First. Try to setup weekly or semi-weekly "one-on-one" meetings with your team members. Just a half hour will do. Some teams love this, others hate it. The goal of those meetings is almost 100% to make sure they have everything they need, and that you understand what's going on with their job/career. I had a boss that asked 3 questions, and then opened up to chat. I love them. His 3 questions:
99% of the time, the answer is always "yes, yes, nothing" even if it's not 100% true... but if you keep asking it and meaning it, you start to hear "yeah you know this damn service is making me lose sleep and I don't have the time to go fix it" or "I feel like every project is just writing data models, just because I've done a lot of that", etc... Suddenly you know something that improves the company and helps you make the team member happier.
Second, while you want some percent of hands'-on time, you really have to understand that every hour you spend helping your team out pays back 4-5 hours of your dev time or more. You'll have weak team members, you'll have overconfident team members. Your job is to help everyone be (and stay) better than you are at coding your project.
Finally: Process is king. It should be simple, but there should be process for almost everything. When something goes wrong, you blame the process or yourself for failing to maintain the process. It's not necessarily that a good process is really that good, but a good process helps you insulate your team members from mistakes. Everyone makes them, and at even the best company, someone is going to want to crucify a really good coder because he let a minor bug through and it cost $50k or more. At the end of the day, a programmer afraid of rebuke is not going to code well.

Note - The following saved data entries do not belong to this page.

//! TCP transport
//!
//! Every connection, whichever side dialed it, runs the same lifecycle:
//! register with the handler, feed each decoded message to it, and report
//! the disconnect when the stream ends or fails. Writes go through a bounded
//! queue drained by a dedicated task, so a slow peer never blocks the
//! caller that is sending to it.
//!
//! Only a broken stream ends a connection. A well-framed message whose
//! payload does not decode, or an outgoing message too large to frame, is
//! logged and dropped while the connection stays up.

use crate::framing::{FrameCodec, FrameError};
use crate::message::{Message, MessageCodec};
use crate::peer::{Direction, PeerId, PeerInfo};
use futures::{SinkExt, StreamExt};
use std::sync::Arc;
use thiserror::Error;
use tokio::net::TcpStream;
use tokio::sync::mpsc::{self, error::TrySendError};
use tokio_util::codec::{FramedRead, FramedWrite};
use tracing::{debug, trace, warn};

/// Transport errors
#[derive(Debug, Error)]
pub enum TransportError {
    #[error("IO error: {0}")]
    Io(#[from] std::io::Error),
    #[error("Frame error: {0}")]
    Frame(#[from] FrameError),
    #[error("Connection closed")]
    ConnectionClosed,
    #[error("Outbound queue full")]
    QueueFull,
}

/// Sending half of a live connection.
#[derive(Clone, Debug)]
pub struct PeerSender {
    tx: mpsc::Sender<Message>,
}

impl PeerSender {
    /// Wrap the sending side of a connection's outbound queue.
    pub fn new(tx: mpsc::Sender<Message>) -> Self {
        Self { tx }
    }

    /// Queue a message without waiting.
    ///
    /// Fails if the queue is full or the connection is gone; the message is
    /// dropped in both cases.
    pub fn try_send(&self, message: Message) -> Result<(), TransportError> {
        self.tx.try_send(message).map_err(|err| match err {
            TrySendError::Full(_) => TransportError::QueueFull,
            TrySendError::Closed(_) => TransportError::ConnectionClosed,
        })
    }

    /// Check if the writer side has gone away
    pub fn is_closed(&self) -> bool {
        self.tx.is_closed()
    }
}

/// Receives the lifecycle events of every connection.
///
/// Callbacks are synchronous and must not block.
pub trait ConnectionHandler: Send + Sync + 'static {
    /// A connection is up; `sender` reaches the remote side.
    fn on_connect(&self, info: PeerInfo, sender: PeerSender);

    /// A message arrived from `peer`.
    fn on_message(&self, peer: PeerId, message: Message);

    /// The connection to `peer` closed or failed.
    fn on_disconnect(&self, peer: PeerId);
}

/// Strip an optional `ws://` or `tcp://` scheme and trailing slash.
pub fn normalize_address(address: &str) -> &str {
    let address = address.trim();
    let address = address
        .strip_prefix("ws://")
        .or_else(|| address.strip_prefix("tcp://"))
        .unwrap_or(address);
    address.trim_end_matches('/')
}

/// Dial a peer at `host:port`.
pub async fn connect(address: &str) -> Result<TcpStream, TransportError> {
    let stream = TcpStream::connect(normalize_address(address)).await?;
    stream.set_nodelay(true)?;
    Ok(stream)
}

/// Drive one connection until it closes.
///
/// Calls `on_connect` once the queues are in place, `on_message` for each
/// decoded message, and `on_disconnect` exactly once on the way out.
pub async fn run_connection<H: ConnectionHandler>(
    handler: Arc<H>,
    stream: TcpStream,
    direction: Direction,
    queue_depth: usize,
) -> Result<(), TransportError> {
    let info = PeerInfo::new(stream.peer_addr()?, direction);
    let peer = info.id;

    let (read_half, write_half) = stream.into_split();
    let mut reader = FramedRead::new(read_half, FrameCodec::new());
    let mut writer = FramedWrite::new(write_half, MessageCodec::new());

    let (tx, mut rx) = mpsc::channel::<Message>(queue_depth.max(1));
    let mut writer_task = tokio::spawn(async move {
        while let Some(message) = rx.recv().await {
            let kind = message.frame_type();
            match writer.send(message).await {
                Ok(()) => {}
                // Rejected before anything reached the buffer
                Err(err @ (FrameError::TooLarge(_) | FrameError::Serialization(_))) => {
                    warn!(%peer, ?kind, %err, "outgoing message not encodable, dropping");
                }
                Err(err) => {
                    debug!(%peer, %err, "write failed");
                    break;
                }
            }
        }
    });

    handler.on_connect(info, PeerSender::new(tx));

    let result = loop {
        tokio::select! {
            next = reader.next() => match next {
                Some(Ok(frame)) => {
                    let kind = frame.frame_type;
                    match Message::from_frame(frame) {
                        Ok(message) => {
                            trace!(%peer, ?kind, "message received");
                            handler.on_message(peer, message);
                        }
                        Err(err) => debug!(%peer, ?kind, %err, "undecodable message dropped"),
                    }
                }
                Some(Err(err)) => break Err(TransportError::from(err)),
                None => break Ok(()),
            },
            _ = &mut writer_task => break Err(TransportError::ConnectionClosed),
        }
    };

    handler.on_disconnect(peer);
    writer_task.abort();
    result
}
//! Networking primitives for gossip-ledger
//!
//! This crate provides:
//! - Length-prefixed message framing
//! - The three gossip messages and their wire encoding
//! - Peer identity and connection metadata
//! - A per-connection driver feeding a [`ConnectionHandler`]

pub mod framing;
pub mod message;
pub mod peer;
pub mod transport;

pub use framing::{Frame, FrameCodec, FrameError, FrameType, MAX_FRAME_SIZE};
pub use message::{encoded_entry_len, response_frame_len, Message, MessageCodec};
pub use peer::{Direction, PeerId, PeerInfo};
pub use transport::{
    connect, normalize_address, run_connection, ConnectionHandler, PeerSender, TransportError,
};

Also, everything @webgambit said. He's spot on, so not worth repeating.
As for your direct questions:
Honestly, a good team peer-reviews anyway. Get Code Review going. If they don't yet, start with PRs for features, or voluntary review. PRs are a poor-man's code review. Almost all git apps support em. For projects/processes, look for documentation and consistency. And more importantly, does it work?
I'd stick it out a month before you start suggesting changes. Try to get plurality buy-in from the team, but realize you might not always get that. When you don't, make any run a trial run. If something is unpopular and can't demonstrably improve things, drop it.
Not quite sure how you're asking here. Examples of what goes right/wrong?
Not sure. I'm still learning my "democracy/mandate" balance, but am sure it differs team to team. Communication is always king, and the rest of your job is more about keeping the team from getting blocked or becoming slowed than anything else.